WHAT YOU NEED TO DO:
This exercise asks for every line of the material that includes the word "impl".

.....

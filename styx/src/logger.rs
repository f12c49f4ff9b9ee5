//! Pluggable logging for the engines.
//!
//! The engines never log on their own account at anything above trace
//! level; a logger is injected so embedding applications decide where
//! protocol traces go.  [`NullLogger`] discards everything and is the
//! default.

use std::io::Write;
use std::sync::Arc;

/// Severity, in ascending order.
#[derive(Ord, PartialOrd, Eq, PartialEq, Copy, Clone, Debug)]
pub enum LogLevel {
    Trace,
    Debug,
    Info,
    Error,
}

pub trait Logger {
    /// The lowest level this logger wants to see.
    fn level(&self) -> LogLevel;
    fn error(&self, msg: &str);
    fn info(&self, msg: &str);
    fn debug(&self, msg: &str);
    fn trace(&self, msg: &str);
}

impl<T: Logger> Logger for Arc<T> {
    fn level(&self) -> LogLevel {
        self.as_ref().level()
    }

    fn error(&self, msg: &str) {
        self.as_ref().error(msg);
    }

    fn info(&self, msg: &str) {
        self.as_ref().info(msg);
    }

    fn debug(&self, msg: &str) {
        self.as_ref().debug(msg);
    }

    fn trace(&self, msg: &str) {
        self.as_ref().trace(msg);
    }
}

/// Discards every message.
pub struct NullLogger;

impl Logger for NullLogger {
    fn level(&self) -> LogLevel {
        LogLevel::Error
    }

    fn error(&self, _msg: &str) {}
    fn info(&self, _msg: &str) {}
    fn debug(&self, _msg: &str) {}
    fn trace(&self, _msg: &str) {}
}

/// Writes one line per message to standard error.
pub struct StderrLogger {
    level: LogLevel,
}

impl StderrLogger {
    pub fn new(level: LogLevel) -> Self {
        Self { level }
    }

    fn write(&self, prefix: &str, msg: &str) {
        let mut stderr = std::io::stderr().lock();
        let _ = writeln!(stderr, "{}: {}", prefix, msg);
    }
}

impl Logger for StderrLogger {
    fn level(&self) -> LogLevel {
        self.level
    }

    fn error(&self, msg: &str) {
        self.write("error", msg);
    }

    fn info(&self, msg: &str) {
        self.write("info", msg);
    }

    fn debug(&self, msg: &str) {
        self.write("debug", msg);
    }

    fn trace(&self, msg: &str) {
        self.write("trace", msg);
    }
}

#[macro_export]
macro_rules! trace {
    ($logger:expr, $($args : tt) *) => {
        {
            use $crate::logger::{Logger, LogLevel};
            if $logger.level() <= LogLevel::Trace {
                $logger.trace(&format!($($args)*));
            }
        }
    }
}

#[macro_export]
macro_rules! debug {
    ($logger:expr, $($args : tt) *) => {
        {
            use $crate::logger::{Logger, LogLevel};
            if $logger.level() <= LogLevel::Debug {
                $logger.debug(&format!($($args)*));
            }
        }
    }
}

#[macro_export]
macro_rules! error {
    ($logger:expr, $($args : tt) *) => {
        {
            use $crate::logger::{Logger, LogLevel};
            if $logger.level() <= LogLevel::Error {
                $logger.error(&format!($($args)*));
            }
        }
    }
}
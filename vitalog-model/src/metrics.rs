use strum::{Display, EnumString};

/// Classification of an estimated body-fat percentage against the
/// sex-specific obesity threshold (25% male, 32% female).
#[derive(Debug, Clone, Copy, PartialEq, Eq, Hash, Display, EnumString)]
#[cfg_attr(feature = "serde", derive(serde::Serialize, serde::Deserialize))]
pub enum BodyFatCategory {
    #[strum(serialize = "obese")]
    #[cfg_attr(feature = "serde", serde(rename = "obese"))]
    Obese,
    #[strum(serialize = "normal/manage")]
    #[cfg_attr(feature = "serde", serde(rename = "normal/manage"))]
    NormalManage,
}

/// Weight band corresponding to a normal BMI (18.5-23.0) at a given height.
#[derive(Debug, Clone, Copy, PartialEq)]
#[cfg_attr(feature = "serde", derive(serde::Serialize, serde::Deserialize))]
pub struct WeightRange {
    pub min_kg: f64,
    pub max_kg: f64,
}

/// Metrics derived from a [`Measurement`](crate::measurement::Measurement).
/// Recomputed on demand, never cached or persisted on their own.
#[derive(Debug, Clone, Copy, PartialEq)]
#[cfg_attr(feature = "serde", derive(serde::Serialize, serde::Deserialize))]
pub struct DerivedMetrics {
    pub bmi: f64,
    pub bmr_kcal: i32,
    pub body_fat_pct: f64,
    pub body_fat_category: BodyFatCategory,
    pub calories_kcal: i32,
    pub standard_weight_range: WeightRange,
}

/// Display-only reference captions shown next to the metric cards.
/// Static literals keyed by sex, not computed.
#[derive(Debug, Clone, Copy, PartialEq, Eq)]
#[cfg_attr(feature = "serde", derive(serde::Serialize))]
pub struct ReferenceBands {
    pub bmi: &'static str,
    pub bmr_kcal: &'static str,
    pub body_fat_pct: &'static str,
}
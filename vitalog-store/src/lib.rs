pub mod repository;
pub mod table;

pub use repository::{
    Error, FileRecordRepository, MockRecordRepository, RecordRepository,
};
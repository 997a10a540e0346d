pub mod engine;

pub use engine::{compute, compute_for_key, reference_bands, Error};
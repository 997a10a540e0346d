use std::{fs::File, io::ErrorKind, path::Path};

use log::debug;
use vitalog_model::record::Record;

use crate::repository::Error;

/// Read the whole table file, sorted by date ascending. A missing file
/// reads as an empty table.
pub fn read_records(path: &Path) -> Result<Vec<Record>, Error> {
    let file = match File::open(path) {
        Ok(file) => file,
        Err(e) if e.kind() == ErrorKind::NotFound => {
            debug!("Table file {} not found, starting empty", path.display());
            return Ok(Vec::new());
        }
        Err(e) => return Err(e.into()),
    };

    let mut records = csv::Reader::from_reader(file)
        .deserialize()
        .collect::<Result<Vec<Record>, _>>()?;
    records.sort_by(|a, b| a.date.cmp(&b.date));

    debug!("Read {} records from {}", records.len(), path.display());
    Ok(records)
}

/// Rewrite the table file in full. The whole table is the unit of
/// persistence.
pub fn write_records(path: &Path, records: &[Record]) -> Result<(), Error> {
    let mut writer = csv::Writer::from_writer(File::create(path)?);
    for record in records {
        writer.serialize(record)?;
    }
    writer.flush()?;

    debug!("Wrote {} records to {}", records.len(), path.display());
    Ok(())
}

.....

WRITTEN RESPONSE:
impl<T: Logger> Logger for Arc<T> {
impl Logger for NullLogger {
impl StderrLogger {
impl Logger for StderrLogger {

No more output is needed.